Vivemos tempos em que o direito à proteção de dados pessoais se tornou uma das trincheiras centrais na luta pelos direitos fundamentais. No entanto, mesmo diante de uma legislação como a Lei Geral de Proteção de Dados (LGPD), ainda há omissões significativas que precisam ser debatidas com profundidade. Uma delas é a ausência de menção expressa à identidade de gênero como dado sensível. E é justamente sobre essa lacuna – e suas consequências – que trata a obra “A Tutela da Identidade de Gênero na LGPD: Uma Análise na Perspectiva de Dado Sensível”, da mestra em Direito, Justiça e Desenvolvimento, Elaine Zordan Keller.
Tive a honra de conhecer a autora durante o curso de extensão sobre ESG, Inovação e Transformação Tecnológica realizado na École de Management de la Sorbonne, em Paris. Mais tarde, fui convidado a integrar a banca de defesa da sua dissertação de mestrado, oportunidade em que tive contato direto com um trabalho de extrema qualidade, comprometido com o rigor teórico e com a urgência prática de uma agenda inclusiva.
A obra de Elaine Keller parte de uma pergunta incômoda e necessária: por que a LGPD não reconhece, de forma expressa, a identidade de gênero como dado sensível? Essa omissão, como demonstra a autora, compromete a eficácia da norma na proteção de pessoas trans, travestis e não binárias, que seguem expostas a riscos reais de discriminação, violação de sua intimidade e exclusão institucional.

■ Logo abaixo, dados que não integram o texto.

//! `Encode`/`Decode` implementations for standard host types.

use std::collections::{BTreeMap, HashMap};
use std::hash::BuildHasher;
use std::ops::Deref;

use chrono::{DateTime, NaiveDate, Utc};
use indexmap::IndexMap;

use super::{Decode, DecodeError, Encode, EncodeError};
use crate::value::{Object, RefV, SetRefV, Value};

impl Encode for Value {
    fn encode(&self) -> Result<Value, EncodeError> {
        Ok(self.clone())
    }
}

impl Decode for Value {
    fn decode(value: &Value) -> Result<Self, DecodeError> {
        Ok(value.clone())
    }
}

impl Encode for bool {
    fn encode(&self) -> Result<Value, EncodeError> {
        Ok(Value::Boolean(*self))
    }
}

impl Decode for bool {
    fn decode(value: &Value) -> Result<Self, DecodeError> {
        value.as_bool().ok_or_else(|| DecodeError::mismatch::<Self>(value))
    }
}

impl Encode for str {
    fn encode(&self) -> Result<Value, EncodeError> {
        Ok(Value::String(self.to_string()))
    }
}

impl Encode for String {
    fn encode(&self) -> Result<Value, EncodeError> {
        self.as_str().encode()
    }
}

impl Decode for String {
    fn decode(value: &Value) -> Result<Self, DecodeError> {
        value
            .as_str()
            .map(str::to_string)
            .ok_or_else(|| DecodeError::mismatch::<Self>(value))
    }
}

/// Integers that always fit in a Long.
macro_rules! lossless_int {
    ($($ty:ty),*) => {$(
        impl Encode for $ty {
            fn encode(&self) -> Result<Value, EncodeError> {
                Ok(Value::Long(i64::from(*self)))
            }
        }
    )*};
}

/// Integers that may not fit in a Long.
macro_rules! wide_int {
    ($($ty:ty),*) => {$(
        impl Encode for $ty {
            fn encode(&self) -> Result<Value, EncodeError> {
                i64::try_from(*self)
                    .map(Value::Long)
                    .map_err(|_| EncodeError::out_of_range::<$ty>(self))
            }
        }
    )*};
}

/// Decoding from a Long, with a range check on the target width.
macro_rules! decode_int {
    ($($ty:ty),*) => {$(
        impl Decode for $ty {
            fn decode(value: &Value) -> Result<Self, DecodeError> {
                match value {
                    Value::Long(n) => {
                        <$ty>::try_from(*n).map_err(|_| DecodeError::out_of_range::<$ty>(n))
                    }
                    other => Err(DecodeError::mismatch::<$ty>(other)),
                }
            }
        }
    )*};
}

lossless_int!(i8, i16, i32, i64, u8, u16, u32);
wide_int!(isize, usize, u64, i128, u128);
decode_int!(i8, i16, i32, i64, isize, u8, u16, u32, u64, usize, i128, u128);

impl Encode for f64 {
    fn encode(&self) -> Result<Value, EncodeError> {
        if self.is_finite() {
            Ok(Value::Double(*self))
        } else {
            Err(EncodeError::non_finite::<f64>(self))
        }
    }
}

impl Decode for f64 {
    fn decode(value: &Value) -> Result<Self, DecodeError> {
        match value {
            Value::Double(n) => Ok(*n),
            Value::Long(n) => Ok(*n as f64),
            other => Err(DecodeError::mismatch::<f64>(other)),
        }
    }
}

impl Encode for f32 {
    fn encode(&self) -> Result<Value, EncodeError> {
        if self.is_finite() {
            Ok(Value::Double(f64::from(*self)))
        } else {
            Err(EncodeError::non_finite::<f32>(self))
        }
    }
}

impl Decode for f32 {
    fn decode(value: &Value) -> Result<Self, DecodeError> {
        match value {
            Value::Double(n) if n.abs() > f64::from(f32::MAX) => {
                Err(DecodeError::out_of_range::<f32>(n))
            }
            Value::Double(n) => Ok(*n as f32),
            Value::Long(n) => Ok(*n as f32),
            other => Err(DecodeError::mismatch::<f32>(other)),
        }
    }
}

impl<T: Encode> Encode for Option<T> {
    fn encode(&self) -> Result<Value, EncodeError> {
        match self {
            Some(inner) => inner.encode(),
            None => Ok(Value::Null),
        }
    }
}

impl<T: Decode> Decode for Option<T> {
    fn decode(value: &Value) -> Result<Self, DecodeError> {
        match value {
            Value::Null => Ok(None),
            other => T::decode(other).map(Some),
        }
    }
}

impl<T: Encode + ?Sized> Encode for Box<T> {
    fn encode(&self) -> Result<Value, EncodeError> {
        self.deref().encode()
    }
}

impl<T: Decode> Decode for Box<T> {
    fn decode(value: &Value) -> Result<Self, DecodeError> {
        T::decode(value).map(Box::new)
    }
}

impl<T: Encode + ?Sized> Encode for &T {
    fn encode(&self) -> Result<Value, EncodeError> {
        (**self).encode()
    }
}

impl<T: Encode> Encode for [T] {
    fn encode(&self) -> Result<Value, EncodeError> {
        self.iter()
            .enumerate()
            .map(|(idx, item)| item.encode().map_err(|err| err.within(idx)))
            .collect::<Result<Vec<_>, _>>()
            .map(Value::Array)
    }
}

impl<T: Encode> Encode for Vec<T> {
    fn encode(&self) -> Result<Value, EncodeError> {
        self.as_slice().encode()
    }
}

impl<T: Decode> Decode for Vec<T> {
    fn decode(value: &Value) -> Result<Self, DecodeError> {
        let items = value
            .as_array()
            .ok_or_else(|| DecodeError::mismatch::<Self>(value))?;
        items
            .iter()
            .enumerate()
            .map(|(idx, item)| T::decode(item).map_err(|err| err.within(idx)))
            .collect()
    }
}

fn encode_entries<'a, V, I>(entries: I) -> Result<Value, EncodeError>
where
    V: Encode + 'a,
    I: Iterator<Item = (&'a String, &'a V)>,
{
    let mut object = Object::new();
    for (key, item) in entries {
        let encoded = item.encode().map_err(|err| err.within(key.as_str()))?;
        object.insert(key.clone(), encoded);
    }
    Ok(Value::Object(object))
}

fn decode_entries<V, C>(value: &Value) -> Result<C, DecodeError>
where
    V: Decode,
    C: FromIterator<(String, V)>,
{
    let object = value
        .as_object()
        .ok_or_else(|| DecodeError::mismatch::<C>(value))?;
    object
        .iter()
        .map(|(key, item)| {
            V::decode(item)
                .map(|decoded| (key.clone(), decoded))
                .map_err(|err| err.within(key.as_str()))
        })
        .collect()
}

impl<V: Encode, S> Encode for HashMap<String, V, S> {
    fn encode(&self) -> Result<Value, EncodeError> {
        encode_entries(self.iter())
    }
}

impl<V: Decode, S: BuildHasher + Default> Decode for HashMap<String, V, S> {
    fn decode(value: &Value) -> Result<Self, DecodeError> {
        decode_entries(value)
    }
}

impl<V: Encode> Encode for BTreeMap<String, V> {
    fn encode(&self) -> Result<Value, EncodeError> {
        encode_entries(self.iter())
    }
}

impl<V: Decode> Decode for BTreeMap<String, V> {
    fn decode(value: &Value) -> Result<Self, DecodeError> {
        decode_entries(value)
    }
}

impl<V: Encode, S> Encode for IndexMap<String, V, S> {
    fn encode(&self) -> Result<Value, EncodeError> {
        encode_entries(self.iter())
    }
}

impl<V: Decode, S: BuildHasher + Default> Decode for IndexMap<String, V, S> {
    fn decode(value: &Value) -> Result<Self, DecodeError> {
        decode_entries(value)
    }
}

impl Encode for RefV {
    fn encode(&self) -> Result<Value, EncodeError> {
        Ok(Value::Ref(self.clone()))
    }
}

impl Decode for RefV {
    fn decode(value: &Value) -> Result<Self, DecodeError> {
        value
            .as_ref_v()
            .cloned()
            .ok_or_else(|| DecodeError::mismatch::<Self>(value))
    }
}

impl Encode for SetRefV {
    fn encode(&self) -> Result<Value, EncodeError> {
        Ok(Value::SetRef(self.clone()))
    }
}

impl Decode for SetRefV {
    fn decode(value: &Value) -> Result<Self, DecodeError> {
        value
            .as_set_ref()
            .cloned()
            .ok_or_else(|| DecodeError::mismatch::<Self>(value))
    }
}

impl Encode for DateTime<Utc> {
    fn encode(&self) -> Result<Value, EncodeError> {
        Ok(Value::Timestamp(*self))
    }
}

impl Decode for DateTime<Utc> {
    fn decode(value: &Value) -> Result<Self, DecodeError> {
        match value {
            Value::Timestamp(ts) => Ok(*ts),
            Value::Date(date) => Ok(date.and_time(chrono::NaiveTime::MIN).and_utc()),
            other => Err(DecodeError::mismatch::<Self>(other)),
        }
    }
}

impl Encode for NaiveDate {
    fn encode(&self) -> Result<Value, EncodeError> {
        Ok(Value::Date(*self))
    }
}

impl Decode for NaiveDate {
    fn decode(value: &Value) -> Result<Self, DecodeError> {
        value
            .as_date()
            .ok_or_else(|| DecodeError::mismatch::<Self>(value))
    }
}

/// Host-side byte string, mapped to [`Value::Bytes`].
///
/// `Vec<u8>` maps to an array of longs like any other vector; wrap it in
/// `ByteBuf` to use the `@bytes` wire form instead.
#[derive(Debug, Clone, Default, PartialEq, Eq, Hash)]
pub struct ByteBuf(pub Vec<u8>);

impl Deref for ByteBuf {
    type Target = [u8];

    fn deref(&self) -> &[u8] {
        &self.0
    }
}

impl From<Vec<u8>> for ByteBuf {
    fn from(bytes: Vec<u8>) -> Self {
        Self(bytes)
    }
}

impl Encode for ByteBuf {
    fn encode(&self) -> Result<Value, EncodeError> {
        Ok(Value::Bytes(self.0.clone()))
    }
}

impl Decode for ByteBuf {
    fn decode(value: &Value) -> Result<Self, DecodeError> {
        value
            .as_bytes()
            .map(|bytes| ByteBuf(bytes.to_vec()))
            .ok_or_else(|| DecodeError::mismatch::<Self>(value))
    }
}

Em sua pesquisa, a autora percorre desde os fundamentos históricos da construção da identidade de gênero até os documentos internacionais mais recentes, como os Princípios de Yogyakarta, trazendo à tona definições indispensáveis para um ordenamento jurídico que se pretenda justo e democrático. Ela ainda destaca a diferença entre identidade de gênero e orientação sexual, apoiando-se em vozes como a do especialista da ONU, Vitit Muntarbhorn: “Como você se sente em relação ao outro, isso é orientação sexual. Como você se sente em relação a si mesmo, que pode ser diferente do gênero atribuído no nascimento, é identidade de gênero”.

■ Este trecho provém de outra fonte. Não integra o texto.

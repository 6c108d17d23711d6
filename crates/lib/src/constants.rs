//! Constants used throughout the fauna-wire library.
//!
//! This module provides central definitions for the reserved keys of the
//! extended-JSON dialect and the field names of the stream message envelope.

/// Tag key for a document or collection reference.
pub const REF_TAG: &str = "@ref";

/// Tag key for a calendar date (`YYYY-MM-DD`).
pub const DATE_TAG: &str = "@date";

/// Tag key for a UTC timestamp with nanosecond precision.
pub const TS_TAG: &str = "@ts";

/// Tag key escaping an object whose keys must be read as data.
pub const OBJ_TAG: &str = "@obj";

/// Tag key for a set reference.
pub const SET_TAG: &str = "@set";

/// Tag key for a base64url encoded byte string.
pub const BYTES_TAG: &str = "@bytes";

/// Every tag key with special meaning when it is the only key of an object.
pub const RESERVED_TAGS: [&str; 6] = [REF_TAG, DATE_TAG, TS_TAG, OBJ_TAG, SET_TAG, BYTES_TAG];

/// Keys of an object-form `@ref` payload that hold the parent reference.
pub const REF_PARENT_KEYS: [&str; 4] = ["collection", "class", "index", "database"];

/// Key of an object-form `@ref` payload that holds the reference id.
pub const REF_ID_KEY: &str = "id";

/// Format used for `@date` payloads.
pub const DATE_FORMAT: &str = "%Y-%m-%d";

/// Stream envelope discriminator field.
pub const STREAM_TYPE: &str = "type";

/// Stream envelope transaction timestamp field.
pub const STREAM_TXN: &str = "txn";

/// Stream envelope payload field.
pub const STREAM_EVENT: &str = "event";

A LGPD, embora inspirada na GDPR europeia, ainda apresenta lacunas importantes. Uma delas é o próprio Artigo 5º, que não inclui a identidade de gênero entre os dados sensíveis, diferentemente da regulamentação europeia. A autora sustenta que essa omissão contribui para a invisibilidade institucional de pessoas trans e não binárias, em um país que, paradoxalmente, é signatário de tratados internacionais de proteção à diversidade e lidera estatísticas globais de violência contra essa população.
Outro ponto importante da obra é a crítica à ausência de garantias expressas no Art. 20 da LGPD sobre o direito à explicação de decisões automatizadas. Em tempos de algoritmos que operam com base em dados enviesados, esse silêncio normativo pode ampliar a exclusão social e digital, especialmente entre os grupos mais vulnerabilizados.

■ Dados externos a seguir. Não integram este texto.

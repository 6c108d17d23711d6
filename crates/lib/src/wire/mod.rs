//! Extended JSON codec.
//!
//! Converts between raw bytes and the [`Value`] tree:
//!
//! | wire form                              | value                 |
//! |----------------------------------------|-----------------------|
//! | `{"@ref": "classes/spells/42"}`        | [`Value::Ref`]        |
//! | `{"@date": "1970-01-03"}`              | [`Value::Date`]       |
//! | `{"@ts": "1970-01-01T00:00:00.000000005Z"}` | [`Value::Timestamp`] |
//! | `{"@set": {...}}`                      | [`Value::SetRef`]     |
//! | `{"@bytes": "AQID"}`                   | [`Value::Bytes`]      |
//! | `{"@obj": {"@name": "@Jhon"}}`         | [`Value::Object`] with literal keys |
//!
//! Everything else is plain JSON. Integers become [`Value::Long`], numbers
//! with a fraction or exponent become [`Value::Double`].
//!
//! ```
//! # use fauna_wire::{wire, Value, RefV};
//! let value = wire::parse(br#"{"@ref": "classes/spells/42"}"#)?;
//! assert_eq!(value, Value::Ref(RefV::new("classes/spells/42")));
//! assert_eq!(wire::to_string(&value)?, r#"{"@ref":"classes/spells/42"}"#);
//! # Ok::<(), fauna_wire::wire::WireError>(())
//! ```

use std::str::FromStr;

use crate::value::Value;

mod de;
mod errors;
mod ser;

pub use errors::WireError;

/// Parses extended JSON bytes into a value tree.
pub fn parse(input: &[u8]) -> Result<Value, WireError> {
    serde_json::from_slice(input).map_err(|err| {
        let err = WireError::from_json(input, &err);
        tracing::debug!(offset = err.offset(), "extended JSON parse failed");
        err
    })
}

/// Parses an extended JSON string into a value tree.
pub fn parse_str(input: &str) -> Result<Value, WireError> {
    parse(input.as_bytes())
}

/// Serializes a value tree into extended JSON bytes.
pub fn to_vec(value: &Value) -> Result<Vec<u8>, WireError> {
    serde_json::to_vec(value).map_err(|err| WireError::Serialize {
        reason: err.to_string(),
    })
}

/// Serializes a value tree into an extended JSON string.
pub fn to_string(value: &Value) -> Result<String, WireError> {
    serde_json::to_string(value).map_err(|err| WireError::Serialize {
        reason: err.to_string(),
    })
}

impl FromStr for Value {
    type Err = WireError;

    fn from_str(s: &str) -> Result<Self, Self::Err> {
        parse_str(s)
    }
}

Keller propõe, com base em uma hermenêutica constitucional garantidora, que a LGPD deve ser interpretada à luz da dignidade da pessoa humana, reconhecendo o direito à explicação, à autodeterminação informativa e à proteção de dados sensíveis como pilares de um novo constitucionalismo digital. Ao final, a obra reafirma que a inclusão da identidade de gênero como dado sensível não é apenas uma demanda técnica ou jurídica – é uma exigência ética, política e social.
Mais do que uma dissertação acadêmica, este livro representa um chamado à responsabilidade. Um convite à construção de um Direito mais atento às pluralidades do corpo social e ao compromisso com a equidade. Como pesquisador que se debruça sobre os cruzamentos entre tecnologia, direitos humanos, globalização e inclusão, vejo nessa obra uma contribuição indispensável para o aprimoramento da legislação brasileira, das políticas públicas e do próprio debate público. Que este livro inspire outras pesquisas, outras decisões e outras políticas. Que ele contribua para que o Direito brasileiro caminhe, com mais firmeza, em direção a um futuro de justiça social e respeito à diversidade.